─── INFORMATION GIVEN
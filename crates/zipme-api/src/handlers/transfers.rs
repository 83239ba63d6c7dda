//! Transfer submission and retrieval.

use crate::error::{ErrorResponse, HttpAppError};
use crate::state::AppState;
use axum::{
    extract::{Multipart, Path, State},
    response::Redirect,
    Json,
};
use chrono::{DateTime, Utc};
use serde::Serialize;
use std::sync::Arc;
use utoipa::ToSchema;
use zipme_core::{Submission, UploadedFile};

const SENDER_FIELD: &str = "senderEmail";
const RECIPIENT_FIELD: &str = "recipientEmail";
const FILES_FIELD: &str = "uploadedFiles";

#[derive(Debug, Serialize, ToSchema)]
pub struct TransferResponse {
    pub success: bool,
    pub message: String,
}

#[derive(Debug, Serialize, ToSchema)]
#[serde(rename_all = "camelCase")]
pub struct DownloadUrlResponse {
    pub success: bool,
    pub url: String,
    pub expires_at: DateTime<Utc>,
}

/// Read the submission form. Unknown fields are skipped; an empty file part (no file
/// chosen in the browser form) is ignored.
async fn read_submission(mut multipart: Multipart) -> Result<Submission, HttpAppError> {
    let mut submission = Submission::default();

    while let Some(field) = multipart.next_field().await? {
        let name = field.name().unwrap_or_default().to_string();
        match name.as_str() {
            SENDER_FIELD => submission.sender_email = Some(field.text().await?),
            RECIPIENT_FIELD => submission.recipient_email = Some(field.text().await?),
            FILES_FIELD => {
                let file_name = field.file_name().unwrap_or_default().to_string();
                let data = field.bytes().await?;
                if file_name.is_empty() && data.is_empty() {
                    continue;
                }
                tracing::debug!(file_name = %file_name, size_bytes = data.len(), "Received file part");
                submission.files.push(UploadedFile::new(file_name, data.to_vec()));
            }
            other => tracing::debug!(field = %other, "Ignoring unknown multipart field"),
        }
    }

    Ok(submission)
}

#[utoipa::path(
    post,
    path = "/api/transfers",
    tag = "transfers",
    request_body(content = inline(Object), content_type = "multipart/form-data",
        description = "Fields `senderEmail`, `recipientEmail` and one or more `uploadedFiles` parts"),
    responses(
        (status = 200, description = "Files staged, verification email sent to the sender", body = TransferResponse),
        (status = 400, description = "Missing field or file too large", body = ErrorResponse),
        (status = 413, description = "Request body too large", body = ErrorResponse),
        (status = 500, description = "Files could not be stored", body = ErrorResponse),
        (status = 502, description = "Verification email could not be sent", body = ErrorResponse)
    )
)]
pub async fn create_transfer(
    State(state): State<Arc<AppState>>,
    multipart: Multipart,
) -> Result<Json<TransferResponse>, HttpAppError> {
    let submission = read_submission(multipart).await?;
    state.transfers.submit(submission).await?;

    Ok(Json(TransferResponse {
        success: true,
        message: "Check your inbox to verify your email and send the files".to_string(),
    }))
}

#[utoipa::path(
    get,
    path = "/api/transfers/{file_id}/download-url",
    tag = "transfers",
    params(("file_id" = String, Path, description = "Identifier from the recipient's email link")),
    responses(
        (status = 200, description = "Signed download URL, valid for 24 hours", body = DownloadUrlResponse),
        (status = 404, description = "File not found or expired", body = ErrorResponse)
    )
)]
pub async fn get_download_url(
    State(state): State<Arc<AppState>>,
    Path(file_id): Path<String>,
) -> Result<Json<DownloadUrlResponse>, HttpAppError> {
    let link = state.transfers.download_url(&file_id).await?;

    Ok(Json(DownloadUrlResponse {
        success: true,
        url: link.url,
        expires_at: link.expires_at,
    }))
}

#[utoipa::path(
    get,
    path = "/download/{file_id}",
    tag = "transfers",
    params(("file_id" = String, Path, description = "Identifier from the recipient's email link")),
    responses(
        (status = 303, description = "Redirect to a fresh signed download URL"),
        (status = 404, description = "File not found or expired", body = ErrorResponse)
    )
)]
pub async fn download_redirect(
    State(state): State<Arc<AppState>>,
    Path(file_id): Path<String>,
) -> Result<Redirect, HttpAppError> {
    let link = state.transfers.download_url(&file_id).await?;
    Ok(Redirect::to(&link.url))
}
──────
** PROBLEM STATEMENT **
Write out again, exactly, the lines from the start of the entries up to and including the one with "use utoipa::ToSchema;". Nothing else belongs in the reply.

** ANSWER BOX **
filename crates/zipme-api/src/handlers/transfers.rs
repository 83239ba63d6c7dda
//! Transfer submission and retrieval.

use crate::error::{ErrorResponse, HttpAppError};
use crate::state::AppState;
use axum::{
    extract::{Multipart, Path, State},
    response::Redirect,
    Json,
};
use chrono::{DateTime, Utc};
use serde::Serialize;
use std::sync::Arc;
use utoipa::ToSchema;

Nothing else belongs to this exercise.